Monitoring and tools
Monitoring pays off. Recommended tools:
- Google Postmaster Tools: shows your reputation from Google's view. Free.
- Microsoft SNDS: same for Outlook. Free.
- GlockApps: inbox placement test across 30+ providers. Paid.
- Mail-Tester.com: quick content check per campaign. Free up to 3/day.
Mailaura aggregates Postmaster and SNDS data in one dashboard if you authorise it.
Common deliverability mistakes
1. New domain to a purchased list
Catastrophe. High bounce share + high spam complaints = domain blocked in 2 days.

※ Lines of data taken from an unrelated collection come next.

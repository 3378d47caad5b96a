use std::path::PathBuf;

/// Failure taxonomy for one collection run.
///
/// Each variant maps to a pipeline stage; nothing downstream of a failed
/// stage runs, so a `Fetch`/`Parse` error guarantees no file was touched.
#[derive(Debug, thiserror::Error)]
pub enum PullError {
    #[error("request to {url} failed: {source}")]
    Fetch {
        url: String,
        #[source]
        source: reqwest::Error,
    },

    #[error("unexpected HTTP status {status} from {url}")]
    FetchStatus {
        url: String,
        status: reqwest::StatusCode,
    },

    #[error("malformed SDN document: {0}")]
    Parse(#[from] quick_xml::Error),

    #[error("writing {path}: {source}")]
    Write {
        path: PathBuf,
        #[source]
        source: std::io::Error,
    },
}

2. Using a shared IP without warm-up
On shared-IP tools, you share reputation with other senders. Usually works, not always. Good tools (Mailaura, ActiveCampaign) maintain curated IP pools with active bad-sender management.
3. Dedicated IP too early
Many believe their own IP is better. It is — only above 300,000 emails/month. Below, shared IP with good management is always better.
4. Ignoring DMARC reports
DMARC delivers weekly RUA reports on auth failures. Read them. Many marketing teams only discover through this that their domain is being abused by phishers.
Quick check: am I set up well?
- SPF record in DNS, verifiable via
dig TXT yourcompany.com - DKIM signature active in the tool
- DMARC record with
p=quarantineorp=reject - Google Postmaster Tools enabled
- Hard bounces < 1 %
- Spam complaint rate < 0.1 %
- Inbox placement rate > 95 % (GlockApps test)
- List hygiene: 6+ months inactives cleaned
Conclusion
Deliverability is not an event but continuous discipline. With correct authentication, clean list hygiene, solid content and active monitoring, you stay stably above 95 % inbox placement. With Mailaura you automate most of it — SPF/DKIM/DMARC wizard, automatic bounce cleaning and integrated Postmaster dashboard included.